WHAT IS NEEDED
From the data below, return each line in which the string "contains" is found.
[[ RECORDS PROVIDED, beginning ]]
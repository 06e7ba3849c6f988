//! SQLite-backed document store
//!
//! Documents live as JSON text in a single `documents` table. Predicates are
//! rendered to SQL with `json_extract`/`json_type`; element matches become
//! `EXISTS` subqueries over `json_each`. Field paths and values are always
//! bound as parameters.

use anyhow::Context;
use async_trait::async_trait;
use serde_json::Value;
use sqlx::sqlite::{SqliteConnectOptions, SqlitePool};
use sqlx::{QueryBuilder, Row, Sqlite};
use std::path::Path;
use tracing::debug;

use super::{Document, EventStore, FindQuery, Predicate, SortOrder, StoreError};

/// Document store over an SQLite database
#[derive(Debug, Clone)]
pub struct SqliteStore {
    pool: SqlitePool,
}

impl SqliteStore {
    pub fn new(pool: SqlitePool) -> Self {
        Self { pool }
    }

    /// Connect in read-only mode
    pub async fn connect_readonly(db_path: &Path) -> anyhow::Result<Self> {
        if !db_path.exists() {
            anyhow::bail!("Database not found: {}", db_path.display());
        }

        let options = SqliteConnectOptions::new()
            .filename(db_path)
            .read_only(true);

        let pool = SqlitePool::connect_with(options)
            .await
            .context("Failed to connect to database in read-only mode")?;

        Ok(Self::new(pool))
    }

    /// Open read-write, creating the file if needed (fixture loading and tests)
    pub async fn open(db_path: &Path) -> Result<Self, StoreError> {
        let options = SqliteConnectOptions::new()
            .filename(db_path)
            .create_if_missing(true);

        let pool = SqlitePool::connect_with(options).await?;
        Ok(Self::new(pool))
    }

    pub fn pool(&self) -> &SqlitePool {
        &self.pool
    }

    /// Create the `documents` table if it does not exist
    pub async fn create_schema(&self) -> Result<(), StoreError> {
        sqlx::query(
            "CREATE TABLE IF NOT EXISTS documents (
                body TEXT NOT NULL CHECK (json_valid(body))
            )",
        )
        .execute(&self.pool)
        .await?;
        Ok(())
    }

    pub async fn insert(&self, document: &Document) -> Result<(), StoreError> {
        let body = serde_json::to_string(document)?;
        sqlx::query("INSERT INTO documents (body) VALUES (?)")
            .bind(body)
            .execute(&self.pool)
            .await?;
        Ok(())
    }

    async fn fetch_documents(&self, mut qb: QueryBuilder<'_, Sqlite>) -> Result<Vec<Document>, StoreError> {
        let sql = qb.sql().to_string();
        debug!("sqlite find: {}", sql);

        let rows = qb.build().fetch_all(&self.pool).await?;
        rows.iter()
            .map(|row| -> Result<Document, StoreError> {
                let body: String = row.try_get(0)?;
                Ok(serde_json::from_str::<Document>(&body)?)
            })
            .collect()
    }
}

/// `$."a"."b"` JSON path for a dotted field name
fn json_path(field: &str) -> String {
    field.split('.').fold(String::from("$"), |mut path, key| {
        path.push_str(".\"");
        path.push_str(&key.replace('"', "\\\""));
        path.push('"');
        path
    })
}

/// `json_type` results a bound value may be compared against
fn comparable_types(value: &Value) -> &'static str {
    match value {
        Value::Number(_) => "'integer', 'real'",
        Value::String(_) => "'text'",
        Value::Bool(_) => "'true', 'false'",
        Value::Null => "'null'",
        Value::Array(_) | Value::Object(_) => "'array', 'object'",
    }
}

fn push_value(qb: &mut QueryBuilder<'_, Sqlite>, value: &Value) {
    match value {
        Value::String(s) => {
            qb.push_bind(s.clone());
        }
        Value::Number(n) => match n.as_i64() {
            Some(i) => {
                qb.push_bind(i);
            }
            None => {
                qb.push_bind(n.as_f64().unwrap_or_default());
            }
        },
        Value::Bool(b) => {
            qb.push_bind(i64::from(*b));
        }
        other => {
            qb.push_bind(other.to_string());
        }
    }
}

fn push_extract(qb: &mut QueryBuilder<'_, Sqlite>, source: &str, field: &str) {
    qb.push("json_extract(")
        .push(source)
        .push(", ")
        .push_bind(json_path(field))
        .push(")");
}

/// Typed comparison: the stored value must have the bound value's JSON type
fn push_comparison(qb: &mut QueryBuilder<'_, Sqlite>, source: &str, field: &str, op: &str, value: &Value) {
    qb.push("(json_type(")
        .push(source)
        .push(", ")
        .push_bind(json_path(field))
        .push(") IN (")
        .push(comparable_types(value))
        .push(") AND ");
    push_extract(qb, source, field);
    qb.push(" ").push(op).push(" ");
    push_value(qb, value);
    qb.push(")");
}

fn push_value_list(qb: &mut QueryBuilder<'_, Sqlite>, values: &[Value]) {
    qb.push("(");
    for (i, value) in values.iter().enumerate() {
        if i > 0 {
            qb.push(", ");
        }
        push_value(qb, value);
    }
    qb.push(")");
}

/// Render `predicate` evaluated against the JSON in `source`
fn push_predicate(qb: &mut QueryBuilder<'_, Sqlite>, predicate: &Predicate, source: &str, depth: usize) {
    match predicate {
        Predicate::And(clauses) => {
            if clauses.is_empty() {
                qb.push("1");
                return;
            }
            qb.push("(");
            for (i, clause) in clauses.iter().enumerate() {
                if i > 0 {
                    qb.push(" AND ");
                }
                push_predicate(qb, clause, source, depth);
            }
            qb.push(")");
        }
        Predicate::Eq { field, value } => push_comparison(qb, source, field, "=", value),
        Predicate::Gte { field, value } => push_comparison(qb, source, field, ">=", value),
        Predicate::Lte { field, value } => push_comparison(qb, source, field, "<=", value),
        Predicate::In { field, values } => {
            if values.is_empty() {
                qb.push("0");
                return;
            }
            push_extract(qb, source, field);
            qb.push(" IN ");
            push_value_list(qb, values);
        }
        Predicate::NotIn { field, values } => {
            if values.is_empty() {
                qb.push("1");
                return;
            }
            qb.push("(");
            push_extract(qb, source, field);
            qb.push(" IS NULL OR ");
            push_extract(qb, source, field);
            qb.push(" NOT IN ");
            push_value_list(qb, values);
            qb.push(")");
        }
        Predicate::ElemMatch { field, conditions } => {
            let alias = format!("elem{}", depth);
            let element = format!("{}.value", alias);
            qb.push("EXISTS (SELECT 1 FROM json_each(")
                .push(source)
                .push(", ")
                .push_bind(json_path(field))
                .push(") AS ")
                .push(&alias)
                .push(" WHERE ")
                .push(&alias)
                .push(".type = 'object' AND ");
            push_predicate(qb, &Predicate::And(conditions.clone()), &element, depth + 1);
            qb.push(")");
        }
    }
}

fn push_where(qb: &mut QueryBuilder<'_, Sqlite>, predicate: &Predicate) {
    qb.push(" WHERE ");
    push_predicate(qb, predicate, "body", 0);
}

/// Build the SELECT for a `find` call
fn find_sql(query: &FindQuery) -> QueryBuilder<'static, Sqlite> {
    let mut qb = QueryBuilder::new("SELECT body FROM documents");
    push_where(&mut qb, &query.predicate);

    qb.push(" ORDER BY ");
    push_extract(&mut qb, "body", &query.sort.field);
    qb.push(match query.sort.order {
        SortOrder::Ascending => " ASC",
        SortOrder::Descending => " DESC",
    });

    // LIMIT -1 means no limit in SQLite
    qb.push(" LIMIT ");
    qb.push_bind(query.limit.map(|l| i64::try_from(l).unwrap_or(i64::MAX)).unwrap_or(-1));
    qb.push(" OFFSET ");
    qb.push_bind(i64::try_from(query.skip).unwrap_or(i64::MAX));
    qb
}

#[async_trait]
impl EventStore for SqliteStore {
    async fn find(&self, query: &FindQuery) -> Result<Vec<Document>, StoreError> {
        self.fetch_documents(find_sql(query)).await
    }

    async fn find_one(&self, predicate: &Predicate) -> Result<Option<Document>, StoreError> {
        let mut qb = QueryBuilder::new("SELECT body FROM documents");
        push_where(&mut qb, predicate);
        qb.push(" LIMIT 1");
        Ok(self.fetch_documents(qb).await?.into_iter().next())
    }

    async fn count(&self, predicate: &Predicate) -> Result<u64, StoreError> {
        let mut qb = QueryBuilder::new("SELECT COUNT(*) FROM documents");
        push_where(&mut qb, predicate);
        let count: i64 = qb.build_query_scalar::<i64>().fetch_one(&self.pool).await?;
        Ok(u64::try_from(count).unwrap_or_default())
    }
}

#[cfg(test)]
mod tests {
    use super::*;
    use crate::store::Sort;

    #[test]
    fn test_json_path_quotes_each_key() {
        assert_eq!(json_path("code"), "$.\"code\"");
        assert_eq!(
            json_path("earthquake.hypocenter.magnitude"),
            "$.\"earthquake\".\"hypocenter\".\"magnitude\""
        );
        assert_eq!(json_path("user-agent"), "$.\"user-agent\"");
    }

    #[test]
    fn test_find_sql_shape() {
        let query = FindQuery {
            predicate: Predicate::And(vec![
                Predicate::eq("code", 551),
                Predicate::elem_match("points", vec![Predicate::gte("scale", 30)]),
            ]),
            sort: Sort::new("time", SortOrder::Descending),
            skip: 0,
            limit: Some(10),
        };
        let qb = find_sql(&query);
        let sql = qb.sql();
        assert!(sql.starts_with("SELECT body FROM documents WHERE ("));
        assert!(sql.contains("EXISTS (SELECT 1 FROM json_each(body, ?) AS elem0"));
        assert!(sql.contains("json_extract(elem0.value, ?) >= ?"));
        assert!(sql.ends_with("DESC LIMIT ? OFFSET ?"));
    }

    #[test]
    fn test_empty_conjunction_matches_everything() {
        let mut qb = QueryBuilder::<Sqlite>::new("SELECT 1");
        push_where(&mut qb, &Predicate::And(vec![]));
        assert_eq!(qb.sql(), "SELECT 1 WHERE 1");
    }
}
[[ RECORDS PROVIDED, end ]]
WRITTEN ANSWER
        assert!(sql.contains("EXISTS (SELECT 1 FROM json_each(body, ?) AS elem0"));
        assert!(sql.contains("json_extract(elem0.value, ?) >= ?"));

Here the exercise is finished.